Among patients with non-Candida fungaemia, one or more co-morbidities were identified in all patients, but none had a solid malignancy. Several factors, including chronic kidney disease, prior bacteraemia, renal replacement therapy, corticosteroid therapy, higher SOFA score, and 30-day mortality, were significantly over-represented in non-Candida fungaemia. However, independent risk factors associated with non-Candida fungaemia only included collagen disease and renal replacement therapy. Other significant risk factors for non-Candida fungaemia in the univariate analysis might have confounded these associations. Although colonisation by Candida species at multiple sites in the body is commonly recognised as a major risk factor for invasive candidiasis in critically ill patients, Candida colonisation occurs primarily in immunocompromised patients [14]. In this study, colonisation by causative organisms prior to fungaemia onset was noted in 72.7% of non-Candida fungaemia patients. This finding is intriguing and may be an important clue for predicting the occurrence of non-Candida fungaemia.

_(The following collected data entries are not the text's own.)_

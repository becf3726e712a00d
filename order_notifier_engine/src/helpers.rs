use chrono::{DateTime, Duration, NaiveTime, Utc};

/// Works out the "updated since" bound for an intake run.
///
/// The bound is `now - lookback`, moved back to `time_of_day` (UTC) on the same date. If `time_of_day` is later in
/// the day than `now - lookback`, the previous day is used, so the window is never shorter than `lookback`. With the
/// defaults (24 hours, 08:00) the window is between 24 and 48 hours long. Orders seen in more than one window are
/// deduplicated by the store, so overlap only costs some redundant work.
pub fn lookback_cutoff(now: DateTime<Utc>, lookback: Duration, time_of_day: NaiveTime) -> DateTime<Utc> {
    let start = now - lookback;
    let cutoff = start.date_naive().and_time(time_of_day).and_utc();
    if cutoff > start {
        cutoff - Duration::days(1)
    } else {
        cutoff
    }
}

Non-Candida fungaemia was significantly associated with 30-day mortality in the univariate analysis but was not an independent predictor in the multivariate analysis. Although this factor could be a confounding variable, the mortality of non-Candida fungaemia was higher than that of candidaemia (54.5% versus 21.2%). This high mortality rate is consistent with previous reports [2, 3]. However, the mortality of candidaemia (21.2%) was lower compared to those of previous reports (50-80%) [1, 710]. The difference in the severity of illness might explain this discrepancy. Anunnatsiri et al. reported that patients with non-Candida fungaemia and patients with candidaemia had similar illness severities [2]. In our study, patients with candidaemia had a lower SOFA score than patients with non-Candida fungaemia (P = 0.02), although this difference was not significant in the multivariate analysis. Another explanation for this discrepancy is that the clinical intervention by infectious disease physicians contributed to the low mortality of candidaemia in our hospital [15].

Inappropriate therapy is a significant predictor of mortality in fungaemia [7, 10, 1619]. Antifungal resistance is common among non-Candida yeasts; thus, treatment options are limited, and the appropriate therapy can be left untried [11]. Initial therapy with antifungals at a high MIC was primarily found in T. asahii fungaemia (75%). However, the rate of appropriate therapy was similarly low between non-Candida fungaemia and candidaemia when appropriate therapy was defined as treatment with agents at a low MIC within 24 hours (data not shown). These findings suggest that other factors (e.g., background and comorbidities) might contribute to the high mortality of non-Candida fungaemia.

Our results reveal important insights into the epidemiology of non-Candida fungaemia. However, this study had several limitations. The most important limitation was the small sample size of non-Candida fungaemia patients because of low incidence. In addition, other rare opportunistic yeasts (e.g., Rhodotorula species, Saccharomyces species, and Malassezia species) were not detected in this study. Second, due to the retrospective nature of the study, we did not identify the focus or cause of infection in some cases; therefore, we could not address the application of appropriate therapy in all non-Candida fungaemia patients. Furthermore, we could not carry out molecular species identification. Finally, this study only evaluated the crude mortality of patients with fungaemia. The development of national databases and well-defined multicentre studies are needed to resolve these limitations.

Conclusions

In conclusion, although non-Candida fungaemia is a rare cause of yeast fungaemia, it should receive more attention because of its high mortality, particularly among high-risk patients, such as those with collagen disease and those under renal replacement therapy. Prior colonisation by causative organisms may be an important predictor of non-Candida fungaemia.